Commentary
By Peter Hart
For many years, right-wingers have complained to no end about the “liberal bias” of PBS. Nowadays, it appears someone at PBS is listening. A new program called “The Journal Editorial Report,” featuring writers and editors from the archconservative “Wall Street Journal” editorial page, recently debuted on public television stations around the country. The show joins “Tucker Carlson: Unfiltered,” hosted by conservative CNN pundit Tucker Carlson, and a planned program featuring conservative commentator Michael Medved; all as part of what many see as politically motivated decisions to bring more right-wing voices to public television. According to media reports, conservative complaints about the alleged liberal bias of the program “Now with Bill Moyers” contributed to the momentum to “balance” the PBS lineup. In fact, “Now” will soon see its role on public television diminish, as the program is cut from one hour to 30 minutes when Moyers voluntarily leaves the program later this year. His replacement, co-anchor David Brancaccio, expresses no obvious ideology. If Carlson, Medved and the staff of the Wall Street Journal editorial page are all necessary to balance the liberal Moyers, by 2005 who will be at PBS to balance them?

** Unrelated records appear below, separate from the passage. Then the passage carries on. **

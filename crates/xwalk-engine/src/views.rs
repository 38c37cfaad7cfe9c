//! Read models for dashboards.
//!
//! Snapshots handed to the UI layer. Everything here is a plain
//! serializable value — collaborators read these, they never reach
//! into the engine's stores.

use chrono::{DateTime, Utc};
use serde::{Deserialize, Serialize};

use xwalk_core::{FrameworkId, VersionId};
use xwalk_drift::ComplianceDrift;
use xwalk_scoring::{CustomGap, DomainBreakdown, FrameworkCoverageSummary, RiskScoreReport};

/// Result of a catalog ingestion.
#[derive(Debug, Clone, Serialize, Deserialize)]
pub struct IngestReport {
    pub framework_id: FrameworkId,
    pub version_id: VersionId,
    pub requirement_count: usize,
    /// Advisory validation warnings; ingestion succeeded despite them.
    pub warnings: Vec<String>,
    /// Content digest of the ingested catalog.
    pub digest: String,
}

/// Result of a version activation, including the automatic drift scan
/// against the superseded version when one existed.
#[derive(Debug, Clone, Serialize, Deserialize)]
pub struct ActivationReport {
    pub activated: VersionId,
    #[serde(default, skip_serializing_if = "Option::is_none")]
    pub superseded: Option<VersionId>,
    /// Drift records emitted by the activation scan.
    pub drifts_detected: usize,
    /// Mappings flipped to at_risk/drifted by the scan.
    pub mappings_flagged: usize,
}

/// Result of an explicit drift scan.
#[derive(Debug, Clone, Serialize, Deserialize)]
pub struct DriftScanReport {
    pub old_version: VersionId,
    pub new_version: VersionId,
    pub drifts_detected: usize,
    pub mappings_flagged: usize,
}

/// Result of a gap recalculation pass.
#[derive(Debug, Clone, Serialize, Deserialize)]
pub struct GapRecalculationReport {
    pub total_gaps: usize,
    pub open_gaps: usize,
}

/// One open drift record with its deadline distance materialized at
/// read time.
#[derive(Debug, Clone, Serialize, Deserialize)]
pub struct OpenDrift {
    pub drift: ComplianceDrift,
    pub days_remaining: i64,
}

impl OpenDrift {
    pub fn from_record(drift: &ComplianceDrift, now: DateTime<Utc>) -> Self {
        Self {
            drift: drift.clone(),
            days_remaining: drift.days_remaining(now),
        }
    }
}

/// Combined dashboard snapshot for one organization.
#[derive(Debug, Clone, Serialize, Deserialize)]
pub struct DashboardSnapshot {
    pub frameworks: Vec<FrameworkCoverageSummary>,
    pub domains: Vec<DomainBreakdown>,
    pub risk: RiskScoreReport,
    /// Open drift records, ascending days remaining.
    pub open_drifts: Vec<OpenDrift>,
    /// Open gaps, most severe first.
    pub open_gaps: Vec<CustomGap>,
    pub generated_at: DateTime<Utc>,
}
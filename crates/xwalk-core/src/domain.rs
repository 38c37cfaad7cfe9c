//! # Crosswalk Domain Enums
//!
//! Closed enumerations for the crosswalk domain: framework version
//! lifecycle, requirement classification, mapping strength, drift
//! classification, and gap classification.
//!
//! Every enum here is exhaustive-match friendly: no consumer uses a
//! wildcard arm, so adding a variant is a compile error at every decision
//! point instead of a silent fall-through.

use serde::{Deserialize, Serialize};

// ---------------------------------------------------------------------------
// Framework version lifecycle
// ---------------------------------------------------------------------------

/// Lifecycle status of a framework version.
///
/// `draft → published → active → superseded → retired`. Retired is
/// terminal. At most one version per framework is `Active` at any time;
/// activating a version supersedes the previously active one.
#[derive(Debug, Clone, Copy, PartialEq, Eq, Hash, Serialize, Deserialize)]
#[serde(rename_all = "snake_case")]
pub enum VersionStatus {
    /// Version is being assembled and may still change.
    Draft,
    /// Version is published but not yet the evaluation baseline.
    Published,
    /// Version is the framework's current evaluation baseline.
    Active,
    /// Version was replaced by a newer active version.
    Superseded,
    /// Version is retired from all use (terminal).
    Retired,
}

impl VersionStatus {
    /// Whether this status is terminal (no further transitions).
    pub fn is_terminal(&self) -> bool {
        matches!(self, Self::Retired)
    }

    /// The canonical string name of this status.
    pub fn as_str(&self) -> &'static str {
        match self {
            Self::Draft => "draft",
            Self::Published => "published",
            Self::Active => "active",
            Self::Superseded => "superseded",
            Self::Retired => "retired",
        }
    }
}

impl std::fmt::Display for VersionStatus {
    fn fmt(&self, f: &mut std::fmt::Formatter<'_>) -> std::fmt::Result {
        f.write_str(self.as_str())
    }
}

// ---------------------------------------------------------------------------
// Requirement classification
// ---------------------------------------------------------------------------

/// How binding a requirement is within its framework.
#[derive(Debug, Clone, Copy, PartialEq, Eq, Hash, Serialize, Deserialize)]
#[serde(rename_all = "snake_case")]
pub enum ImplementationLevel {
    /// Must be implemented; non-negotiable.
    Mandatory,
    /// Should be implemented; strongly encouraged.
    Recommended,
    /// May be implemented at the organization's discretion.
    Optional,
    /// Required only when a stated condition applies.
    Conditional,
}

impl ImplementationLevel {
    /// Whether this level is mandatory.
    pub fn is_mandatory(&self) -> bool {
        matches!(self, Self::Mandatory)
    }

    pub fn as_str(&self) -> &'static str {
        match self {
            Self::Mandatory => "mandatory",
            Self::Recommended => "recommended",
            Self::Optional => "optional",
            Self::Conditional => "conditional",
        }
    }
}

impl std::fmt::Display for ImplementationLevel {
    fn fmt(&self, f: &mut std::fmt::Formatter<'_>) -> std::fmt::Result {
        f.write_str(self.as_str())
    }
}

/// How often satisfaction of a requirement must be verified.
///
/// The variants form a strict ordering from least to most demanding:
/// `once < annual < semi_annual < quarterly < monthly < continuous`.
/// Drift detection uses this ordering to recognize when a new framework
/// version tightens the verification cadence.
#[derive(Debug, Clone, Copy, PartialEq, Eq, Hash, Serialize, Deserialize)]
#[serde(rename_all = "snake_case")]
pub enum VerificationFrequency {
    /// One-time verification at implementation.
    Once,
    /// Verified annually.
    Annual,
    /// Verified twice a year.
    SemiAnnual,
    /// Verified quarterly.
    Quarterly,
    /// Verified monthly.
    Monthly,
    /// Continuously monitored.
    Continuous,
}

impl VerificationFrequency {
    /// Position on the strictness scale. Higher is more demanding.
    fn rank(self) -> u8 {
        match self {
            Self::Once => 0,
            Self::Annual => 1,
            Self::SemiAnnual => 2,
            Self::Quarterly => 3,
            Self::Monthly => 4,
            Self::Continuous => 5,
        }
    }

    /// Whether `self` demands verification more often than `other`.
    pub fn is_stricter_than(self, other: Self) -> bool {
        self.rank() > other.rank()
    }

    pub fn as_str(&self) -> &'static str {
        match self {
            Self::Once => "once",
            Self::Annual => "annual",
            Self::SemiAnnual => "semi_annual",
            Self::Quarterly => "quarterly",
            Self::Monthly => "monthly",
            Self::Continuous => "continuous",
        }
    }
}

impl PartialOrd for VerificationFrequency {
    fn partial_cmp(&self, other: &Self) -> Option<std::cmp::Ordering> {
        Some(self.cmp(other))
    }
}

impl Ord for VerificationFrequency {
    fn cmp(&self, other: &Self) -> std::cmp::Ordering {
        self.rank().cmp(&other.rank())
    }
}

impl std::fmt::Display for VerificationFrequency {
    fn fmt(&self, f: &mut std::fmt::Formatter<'_>) -> std::fmt::Result {
        f.write_str(self.as_str())
    }
}

/// Forward-looking regulatory area tags.
///
/// A requirement tagged with an emerging-technology category always
/// requires human re-review when drift touches it — automated validity
/// carry-over is disabled for these areas.
#[derive(Debug, Clone, Copy, PartialEq, Eq, Hash, Serialize, Deserialize)]
#[serde(rename_all = "snake_case")]
pub enum EmergingTechCategory {
    /// AI governance and model accountability.
    AiGovernance,
    /// Post-quantum cryptography readiness.
    PostQuantumCrypto,
    /// Zero-trust architecture mandates.
    ZeroTrust,
    /// Confidential computing / enclave requirements.
    ConfidentialComputing,
    /// Synthetic media and content provenance.
    SyntheticMedia,
    /// IoT and embedded device security.
    IotSecurity,
}
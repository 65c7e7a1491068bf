//! Runtime log entries captured in memory and log-file tail reports.

use std::fmt;

use chrono::{DateTime, Utc};
use serde::{Deserialize, Serialize};
use ts_rs::TS;

/// Severity of a captured log line.
#[derive(Debug, Clone, Copy, PartialEq, Eq, PartialOrd, Ord, Hash, Serialize, Deserialize, TS)]
#[serde(rename_all = "lowercase")]
#[ts(export, export_to = "bindings/")]
pub enum LogLevel {
    /// Very verbose diagnostics.
    Trace,
    /// Diagnostics.
    Debug,
    /// Normal operation.
    Info,
    /// Something unexpected but recoverable.
    Warn,
    /// A failure.
    Error,
}

impl fmt::Display for LogLevel {
    fn fmt(&self, f: &mut fmt::Formatter<'_>) -> fmt::Result {
        let label = match self {
            Self::Trace => "trace",
            Self::Debug => "debug",
            Self::Info => "info",
            Self::Warn => "warn",
            Self::Error => "error",
        };
        f.write_str(label)
    }
}

/// One line held by the runtime log ring buffer.
#[derive(Debug, Clone, PartialEq, Eq, Serialize, Deserialize, TS)]
#[ts(export, export_to = "bindings/")]
pub struct LogEntry {
    /// When the line was emitted.
    pub ts: DateTime<Utc>,
    /// Severity.
    pub level: LogLevel,
    /// Rendered message including structured fields.
    pub msg: String,
}

/// Body of `GET /api/runtime-logs`.
#[derive(Debug, Clone, PartialEq, Eq, Serialize, Deserialize, TS)]
#[ts(export, export_to = "bindings/")]
pub struct RuntimeLogTail {
    /// Always `"runtime"`.
    pub source: String,
    /// Number of entries returned.
    pub count: usize,
    /// Entries, oldest first.
    pub entries: Vec<LogEntry>,
}

/// Body of `GET /api/logs`.
#[derive(Debug, Clone, PartialEq, Eq, Serialize, Deserialize, TS)]
#[ts(export, export_to = "bindings/")]
pub struct LogFileTail {
    /// Path that was read, or the first candidate when none exists.
    pub path: String,
    /// Whether any candidate file exists.
    pub exists: bool,
    /// Label of the candidate that was read.
    pub source: String,
    /// Last modification time in RFC 3339, empty when unknown.
    pub mtime: String,
    /// File size in bytes.
    pub size: u64,
    /// The last lines of the file.
    pub content: String,
}
//! Loopback HTTP server for the dashboard control plane.
//!
//! This crate serves:
//!
//! - **Cache reads** (`/api/npcs`, `/api/addresses`, `/api/deaths`, ...)
//!   answered from snapshot caches without touching the simulation
//! - **Owner-thread calls** (`/api/npc/{id}/{action}`, `/api/player/*`,
//!   `/api/map/*`) run on the simulation's owner thread through the
//!   [`Dispatcher`](dashboard_core::dispatcher::Dispatcher), each with a
//!   timeout
//! - **Log tails** from files and from the in-memory runtime buffer
//! - **Static files** for the dashboard UI, confined to one root
//!
//! # Architecture
//!
//! HTTP/1.1 is parsed by hand in [`http`]: one request per connection,
//! `Connection: close` on every response, permissive CORS headers. Every
//! connection runs on its own Tokio task, so a slow or panicking handler
//! never stalls the accept loop.

pub mod actions;
pub mod error;
pub mod handlers;
pub mod http;
pub mod query;
pub mod response;
pub mod router;
pub mod server;
pub mod startup;
pub mod state;
pub mod static_files;

pub use error::{ApiError, ServerError};
pub use router::route;
pub use server::RequestServer;
pub use startup::{StartupError, spawn_dashboard};
pub use state::AppState;
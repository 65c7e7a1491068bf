//! Request routing.
//!
//! Routes are matched on decoded path segments rather than registered in
//! a table:
//! - `OPTIONS` anything -- CORS preflight
//! - `/api/...` -- JSON API ([`crate::handlers`], [`crate::actions`])
//! - everything else -- static files under the configured root
//!
//! API errors become JSON `{error, status}` bodies; static-file errors
//! become small HTML pages.

use crate::actions;
use crate::error::ApiError;
use crate::handlers::{self, ApiResult, require_get};
use crate::http::{Method, Request};
use crate::response::{Response, StatusCode};
use crate::state::AppState;
use crate::static_files;

/// Produce the response for one parsed request.
pub async fn route(state: &AppState, request: &Request) -> Response {
    if request.method == Method::Options {
        return Response::preflight();
    }
    if let Some(rest) = api_path(&request.path) {
        return api(state, request, rest)
            .await
            .unwrap_or_else(ApiError::into_response);
    }
    if !request.method.is_read() {
        return Response::html_error(
            StatusCode::METHOD_NOT_ALLOWED,
            "Only GET/HEAD/OPTIONS supported",
        );
    }
    static_files::serve(&state.settings.static_root, &request.path).await
}

fn api_path(path: &str) -> Option<&str> {
    if path == "/api" {
        return Some("");
    }
    path.strip_prefix("/api/")
}

async fn api(state: &AppState, request: &Request, rest: &str) -> ApiResult {
    let segments: Vec<&str> = rest.split('/').filter(|s| !s.is_empty()).collect();
    match segments.as_slice() {
        ["health"] => {
            require_get(request)?;
            handlers::health(state)
        }
        ["info"] => {
            require_get(request)?;
            handlers::info(state)
        }
        ["game"] => {
            require_get(request)?;
            handlers::game(state)
        }
        ["npcs"] => {
            require_get(request)?;
            handlers::npcs(state)
        }
        ["npc", rest @ ..] => actions::npc(state, request, rest).await,
        ["addresses"] => {
            require_get(request)?;
            handlers::addresses(state)
        }
        ["address", id] => {
            require_get(request)?;
            handlers::address(state, id)
        }
        ["deaths"] => {
            require_get(request)?;
            handlers::deaths(state, &request.query)
        }
        ["murder"] => {
            require_get(request)?;
            handlers::murder(state)
        }
        ["logs"] => {
            require_get(request)?;
            handlers::log_file(state, &request.query).await
        }
        ["runtime-logs"] => {
            require_get(request)?;
            handlers::runtime_logs(state, &request.query)
        }
        ["player", rest @ ..] => actions::player(state, request, rest).await,
        ["map", rest @ ..] => actions::map(state, request, rest).await,
        _ => Err(ApiError::not_found("Unknown API endpoint")),
    }
}

#[cfg(test)]
mod tests {
    use super::*;

    #[test]
    fn api_prefix_is_exact() {
        assert_eq!(api_path("/api/health"), Some("health"));
        assert_eq!(api_path("/api"), Some(""));
        assert_eq!(api_path("/apiary/index.html"), None);
        assert_eq!(api_path("/index.html"), None);
    }
}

Meet the new boss(es).At the center of this controversy is the Corporation for Public Broadcasting (CPB), which provides significant federal funding for public broadcasting projects. Two Bush appointees to the board last year, Cheryl Halperin and Gay Hart Gaines, are big donors to the Republican Party, and do not hide their political agendas. Conservative television producer Michael Pack was appointed senior vice-president for television programming at the CPB, and after former House Speaker Newt Gingrich complained to PBS President Pat Mitchell that there weren’t enough conservatives on PBS, Mitchell “proposed to Gingrich that he co-host a PBS town-hall program,” an idea that was frustrated by Gingrich’s contract with Fox News Channel. Mitchell defended the recent programming decisions, telling a meeting of TV reporters: “I suppose that we’re being accused on the one side of being too liberal and on the other of being too conservative probably means we’re getting it mostly right.” Given that PBS is responding to conservative complaints by adding more conservative shows, and is not responding in any substantive way to progressive complaints, one can only conclude that if the network had been “getting it mostly right,” it’ll now just be getting mostly right-wing.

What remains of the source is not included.